If you think you know what type of role Camila Morrone will take on next, you may want to guess again. Up until this point, the actress was probably best known for stealing scenes as the quietly powerful 1970s rock ’n’ roll band photographer and cheated on spouse in Daisy Jones & The Six. It would have been easy for her to follow this Emmy-nominated work with similar roles. Instead, Morrone refuses to play it safe, slipping into vastly different lives and souls with every project.

As a guest on TV Topics podcast, Morrone discussed her expectation-defying choices, something she does not do to surprise fans, but to challenge herself, pushing her far outside her comfort zone. As she shared during our conversation, “That is very much the goal, to explore all the genres and as vastly different characters as I possibly can. I was kind of doing a 180 trying to find something different from the last thing that I played.”

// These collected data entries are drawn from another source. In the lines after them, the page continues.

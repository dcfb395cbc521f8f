//! Tokenization and per-scope aggregation.
//!
//! One pass over the filtered reviews fills four scopes at once. Every token
//! that reaches a narrower scope was first counted in [`Scope::Overall`], so
//! the narrower counters are always bounded by the overall one.

use std::str::FromStr;

use schemars::JsonSchema;
use serde::{Deserialize, Serialize};

use crate::category::Category;
use crate::error::AnalysisError;
use crate::frequency::WordFrequency;
use crate::occurrence::OccurrenceIndex;
use crate::record::Review;
use crate::segment::Segmenter;
use crate::stop_words::StopWords;

/// An aggregation scope.
#[derive(Debug, Clone, Copy, PartialEq, Eq, Hash, Serialize, Deserialize, JsonSchema)]
#[serde(rename_all = "kebab-case")]
#[cfg_attr(feature = "clap", derive(clap::ValueEnum))]
pub enum Scope {
    /// Every qualifying token.
    Overall,
    /// Tokens from reviews scored at or below the low-score threshold.
    LowScore,
    /// Tokens that are suggestion words.
    Suggestion,
    /// Tokens that are negative words.
    Negative,
}

impl Scope {
    /// All scopes, in report order.
    pub const ALL: [Self; 4] = [Self::Overall, Self::LowScore, Self::Suggestion, Self::Negative];

    /// Returns the scope as a kebab-case string slice.
    pub const fn as_str(self) -> &'static str {
        match self {
            Self::Overall => "overall",
            Self::LowScore => "low-score",
            Self::Suggestion => "suggestion",
            Self::Negative => "negative",
        }
    }
}

impl std::fmt::Display for Scope {
    fn fmt(&self, f: &mut std::fmt::Formatter<'_>) -> std::fmt::Result {
        f.write_str(self.as_str())
    }
}

impl FromStr for Scope {
    type Err = AnalysisError;

    fn from_str(s: &str) -> Result<Self, Self::Err> {
        match s.trim().to_ascii_lowercase().replace('_', "-").as_str() {
            "overall" | "all" => Ok(Self::Overall),
            "low-score" | "low" => Ok(Self::LowScore),
            "suggestion" => Ok(Self::Suggestion),
            "negative" => Ok(Self::Negative),
            _ => Err(AnalysisError::UnknownScope {
                name: s.to_string(),
                available: Self::ALL.map(Self::as_str).join(", "),
            }),
        }
    }
}

/// Counts and occurrences for one scope.
#[derive(Debug, Clone, Default, PartialEq, Eq)]
pub struct ScopeTally {
    /// Token counts.
    pub frequency: WordFrequency,
    /// Comments per token.
    pub occurrences: OccurrenceIndex,
}

impl ScopeTally {
    fn record(&mut self, token: &str, review: &Review<'_>) {
        self.frequency.increment(token);
        self.occurrences.insert(token, review.text, review.source);
    }
}

/// Result of aggregating a set of reviews.
#[derive(Debug, Clone, Default, PartialEq, Eq)]
pub struct Aggregation {
    overall: ScopeTally,
    low_score: ScopeTally,
    suggestion: ScopeTally,
    negative: ScopeTally,
}

impl Aggregation {
    /// The tally for `scope`.
    pub const fn scope(&self, scope: Scope) -> &ScopeTally {
        match scope {
            Scope::Overall => &self.overall,
            Scope::LowScore => &self.low_score,
            Scope::Suggestion => &self.suggestion,
            Scope::Negative => &self.negative,
        }
    }

    fn category_mut(&mut self, category: Category) -> &mut ScopeTally {
        match category {
            Category::Suggestion => &mut self.suggestion,
            Category::Negative => &mut self.negative,
        }
    }

    /// Whether no token qualified at all.
    pub fn is_empty(&self) -> bool {
        self.overall.frequency.is_empty()
    }
}

/// Whether a trimmed token is worth counting.
///
/// Rejects single characters, purely numeric tokens, and stop words.
pub fn qualifies(token: &str, stop_words: &StopWords) -> bool {
    token.chars().nth(1).is_some()
        && !token.chars().all(char::is_numeric)
        && !stop_words.contains(token)
}

/// Tokenizes reviews and accumulates per-scope counts.
pub struct Aggregator<'a> {
    segmenter: &'a dyn Segmenter,
    stop_words: &'a StopWords,
    low_score_threshold: f64,
}

impl<'a> Aggregator<'a> {
    /// Create an aggregator over a segmenter and an effective stop-word set.
    pub fn new(segmenter: &'a dyn Segmenter, stop_words: &'a StopWords, low_score_threshold: f64) -> Self {
        Self {
            segmenter,
            stop_words,
            low_score_threshold,
        }
    }

    /// Aggregate `reviews` in order.
    #[tracing::instrument(skip_all, fields(reviews = reviews.len()))]
    pub fn aggregate(&self, reviews: &[Review<'_>]) -> Aggregation {
        let mut aggregation = Aggregation::default();

        for review in reviews {
            let low_score = review.is_low_score(self.low_score_threshold);
            for raw in self.segmenter.segment(review.text) {
                let token = raw.trim();
                if !qualifies(token, self.stop_words) {
                    continue;
                }

                aggregation.overall.record(token, review);
                if low_score {
                    aggregation.low_score.record(token, review);
                }
                for category in Category::ALL {
                    if category.vocabulary().contains_token(token) {
                        aggregation.category_mut(category).record(token, review);
                    }
                }
            }
        }

        tracing::debug!(
            distinct = aggregation.overall.frequency.len(),
            low_score = aggregation.low_score.frequency.len(),
            "aggregation complete"
        );
        aggregation
    }
}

This year alone, the actress took on two wildly different roles: Roxana Bolaños, a complex, driven woman aiming to outwit those around her in the dangerous world of Colombian arms dealing opposite Tom Hiddleston and Diego Calva (an upcoming guest on TV Topics) in Prime Video’s The Night Manager. Then, in her most surprising and demanding transformation yet, Morrone went dark… very dark for Netflix’s psychological horror Something Very Bad Is Going to Happen, stepping into the skin of Rachel, a bride-to-be trapped in a nightmare situation at the family wedding gathering from hell.

With each new role, Morrone proves you cannot judge Camila’s book by its cover when the cover and all the pages keep changing as she disappears into vastly different characters. Our conversation dove deep into the intense demands of carrying a horror series, the emotional and physical toll of living in such a heavy headspace for months, and also some of her biggest fears.

Camila, a self-proclaimed TV junkie, tries to watch it all, recently binging season two of Beef, Margo’s Got Money Troubles, and catching up on the final season of Euphoria. Her viewing choices are as diverse as her role selections, spanning from heavy dramas like True Detective to brilliantly uncomfortable comedies like The Rehearsal. Be sure to listen to the full conversation below where we really dive into her television influences and favorites.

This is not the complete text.